If you are often moody or stressed it may be that you are distracted by and stuck in your negative thoughts. While trying to concentrate you likely keep getting distracted by thoughts that pop into your mind which retrigger stressful feelings. One way to release yourself from the power of your thinking is to focus attention on our thoughts. Duke Integrative Medicine shows participants who took an eight-week mindfulness-based stress reduction course reported less trouble sleeping through the night. “When people become more mindful,” Jeff Greeson, PhD, MS, a clinical health psychologist at Duke explained, “they learn to look at life through a new lens. They learn how to accept the presence of thoughts and feelings that may keep them up at night. They begin to understand that they don’t have to react to them. As a result, they experience greater emotional balance and less sleep disturbances.”

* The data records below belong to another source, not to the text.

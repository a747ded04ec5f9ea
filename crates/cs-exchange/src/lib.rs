//! Bidirectional variable exchange between the lumped model and the field solver.
//!
//! A binding string such as `"supply.v inlet.v;supply.T inlet.T"` is split
//! first on `;`, then on whitespace, into ordered `(source, destination)`
//! pairs. One binding set exists per direction. Resolving a set reads every
//! source and collects the values under their destination names, later
//! bindings overwriting earlier ones that share a destination.

pub mod binding;
pub mod error;
pub mod map;
pub mod target;

pub use binding::{Binding, BindingSet, Direction};
pub use error::{ExchangeError, ExchangeResult};
pub use map::{ExchangePayload, FieldValue, VariableExchangeMap};
pub use target::{FieldTarget, Quantity};
//! Error types for field-solver sessions.

use std::path::PathBuf;

use cs_core::FailureClass;
use thiserror::Error;

#[derive(Error, Debug)]
pub enum FieldError {
    #[error("Failed to launch field solver '{program}': {source}")]
    Launch {
        program: String,
        #[source]
        source: std::io::Error,
    },

    #[error("Readiness marker {marker} not ready after {seconds:.1} s")]
    ReadyTimeout { marker: PathBuf, seconds: f64 },

    #[error("Field solver exited: {status}")]
    Exited { status: String },

    #[error("Wait for field solver cancelled")]
    Cancelled,

    #[error("Command '{command}' rejected: {reply}")]
    Rejected { command: String, reply: String },

    #[error("Command '{command}' timed out after {seconds:.1} s")]
    Timeout { command: String, seconds: f64 },

    #[error("Report file {path} was not written")]
    ReportMissing { path: PathBuf },

    #[error("Report '{report}': {detail}")]
    ReportParse { report: String, detail: String },

    #[error("Unknown boundary: {name}")]
    UnknownBoundary { name: String },

    #[error("Unknown report: {name}")]
    UnknownReport { name: String },

    #[error("Boundary '{boundary}' needs a value for {quantity}")]
    MissingValue {
        boundary: String,
        quantity: &'static str,
    },

    #[error("Invalid field configuration: {what}")]
    Config { what: String },

    #[error("I/O error on {path}: {source}")]
    Io {
        path: PathBuf,
        #[source]
        source: std::io::Error,
    },
}

pub type FieldResult<T> = Result<T, FieldError>;

impl FieldError {
    pub fn class(&self) -> FailureClass {
        match self {
            FieldError::Launch { .. }
            | FieldError::ReadyTimeout { .. }
            | FieldError::Exited { .. }
            | FieldError::Cancelled => FailureClass::Connection,
            FieldError::Rejected { .. }
            | FieldError::Timeout { .. }
            | FieldError::ReportMissing { .. } => FailureClass::ExternalSolver,
            FieldError::ReportParse { .. } => FailureClass::ReportParse,
            FieldError::UnknownBoundary { .. }
            | FieldError::UnknownReport { .. }
            | FieldError::MissingValue { .. } => FailureClass::UnknownVariable,
            FieldError::Config { .. } => FailureClass::Config,
            FieldError::Io { .. } => FailureClass::Internal,
        }
    }

    pub(crate) fn io(path: impl Into<PathBuf>) -> impl FnOnce(std::io::Error) -> FieldError {
        let path = path.into();
        move |source| FieldError::Io { path, source }
    }
}
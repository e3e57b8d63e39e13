mod assets;
mod to_value;

use proc_macro::TokenStream;

/// Embeds every template file matching a glob (relative to the crate root) and
/// registers it with the asset store at startup.
///
/// ```ignore
/// uliquid::template_assets!("templates/**/*.liquid");
/// ```
#[proc_macro]
pub fn template_assets(input: TokenStream) -> TokenStream {
    assets::template_assets_impl(input)
}

/// Implements `uliquid::value::ToValue` for a struct with named fields, producing a map.
///
/// Field attributes: `#[liquid("name")]` or `#[liquid(rename = "name")]` to change the
/// key, `#[liquid(ignore)]` to leave the field out.
#[proc_macro_derive(ToValue, attributes(liquid))]
pub fn derive_to_value(input: TokenStream) -> TokenStream {
    to_value::derive_to_value_impl(input)
}
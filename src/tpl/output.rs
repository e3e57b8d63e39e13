use crate::Result;
use crate::context::Context;
use crate::value::Value;
use regex::Regex;
use std::sync::LazyLock;

static NAME: LazyLock<Regex> =
    LazyLock::new(|| Regex::new(r#"^\s*("[^"]*"|'[^']*'|[^\s,|]+)"#).expect("valid regex"));
static FILTER: LazyLock<Regex> = LazyLock::new(|| {
    Regex::new(r#"\|\s*(\w+)((?:\s*[:,]\s*(?:"[^"]*"|'[^']*'|[^\s,|]+))*)"#).expect("valid regex")
});
static FILTER_ARG: LazyLock<Regex> =
    LazyLock::new(|| Regex::new(r#"[:,]\s*("[^"]*"|'[^']*'|[^\s,|]+)"#).expect("valid regex"));

/// `{{ expr | filter: arg, arg | filter }}`
#[derive(Debug, Clone, PartialEq)]
pub struct Output {
    name: String,
    filters: Vec<(String, Vec<String>)>,
}

impl Output {
    pub fn parse(markup: &str) -> Self {
        let name = NAME
            .captures(markup)
            .map(|c| c[1].to_string())
            .unwrap_or_default();
        let rest = &markup[NAME.find(markup).map(|m| m.end()).unwrap_or(0)..];
        let filters = FILTER
            .captures_iter(rest)
            .map(|caps| {
                let args = FILTER_ARG
                    .captures_iter(&caps[2])
                    .map(|a| a[1].to_string())
                    .collect();
                (caps[1].to_string(), args)
            })
            .collect();
        Self { name, filters }
    }

    pub fn name(&self) -> &str {
        &self.name
    }

    pub fn filters(&self) -> &[(String, Vec<String>)] {
        &self.filters
    }

    /// Resolves the expression and pipes it through every filter in order.
    pub fn evaluate(&self, ctx: &mut Context<'_>) -> Result<Value> {
        let mut value = ctx.get(&self.name);
        for (filter, args) in &self.filters {
            let mut call_args = Vec::with_capacity(args.len() + 1);
            call_args.push(value);
            call_args.extend(args.iter().map(|a| ctx.get(a)));
            value = ctx.invoke(filter, call_args)?;
        }
        Ok(value)
    }

    pub fn render(&self, ctx: &mut Context<'_>, out: &mut String) -> Result<()> {
        let value = self.evaluate(ctx)?;
        out.push_str(&value.to_string());
        Ok(())
    }
}
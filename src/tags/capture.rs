use crate::Result;
use crate::context::Context;
use crate::error::LiquidError;
use crate::tpl::render::render_to_string;
use crate::tpl::{Block, Node, Tag};
use crate::value::Value;
use regex::Regex;
use std::sync::LazyLock;

static SYNTAX: LazyLock<Regex> = LazyLock::new(|| Regex::new(r"(\w+)").expect("valid regex"));

/// `capture` stores its rendered body in the innermost scope, `cache` in the root scope.
#[derive(Debug)]
struct Capture {
    to: String,
    global: bool,
    nodelist: Vec<Node>,
}

fn parse(tag: &str, markup: &str, global: bool) -> Result<Box<dyn Block>> {
    let caps = SYNTAX.captures(markup).ok_or_else(|| {
        LiquidError::Syntax(format!(
            "Syntax error in '{tag}' - Valid syntax: {tag} [var]"
        ))
    })?;
    Ok(Box::new(Capture {
        to: caps[1].to_string(),
        global,
        nodelist: Vec::new(),
    }))
}

pub(crate) fn capture(tag: &str, markup: &str) -> Result<Box<dyn Block>> {
    parse(tag, markup, false)
}

pub(crate) fn cache(tag: &str, markup: &str) -> Result<Box<dyn Block>> {
    parse(tag, markup, true)
}

impl Tag for Capture {
    fn render(&self, ctx: &mut Context<'_>, _out: &mut String) -> Result<()> {
        let body = Value::Str(ctx.nested(|ctx| render_to_string(&self.nodelist, ctx))?);
        if self.global {
            ctx.set_global(self.to.as_str(), body);
        } else {
            ctx.set(self.to.as_str(), body);
        }
        Ok(())
    }
}

impl Block for Capture {
    fn nodelist(&mut self) -> &mut Vec<Node> {
        &mut self.nodelist
    }
}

The following is an exercise will help you simply notice thoughts. When you do this, something really interesting may happen. You may realize that thoughts are just thoughts. They are just like clouds floating in the sky. They change and pass with time. When you develop greater awareness of your thoughts, you can begin to choose which thoughts to respond to, which to allow to change, and which to allow to float by.
Sit quietly and notice the natural flow of breath. As thoughts arise in your mind, say to yourself “thinking.” Once you say that in your mind, many thoughts will be derailed and your mind will settle back to quietness. Try to notice thoughts quickly, before they become a train of thought and you’re swept off elaborating and associating. Allow the thoughts to come and go like waves in the ocean.
The first few times you attend to your thoughts can feel awkward or uncomfortable. You feel that you are not thinking anything. If you do, label the thought “I can’t think of anything” as a thought. You may get caught up in thoughts and not even realize that you were thinking anything. If you do, when you notice you’ve been thinking about something, say to yourself “thinking” and bring your mind back to your breathing and noticing your thoughts. If you do feel silly or awkward, just notice that feeling and let it pass. If you find you are distracted by sounds or things going on around you, gently bring your mind back to your breath. Allow yourself to complete the exercise without judging or doubting it.
Our feelings can be positive, negative or neutral in our lives. Understanding how our thinking is effecting our emotions is essential to getting out of that stressed out moody cycle.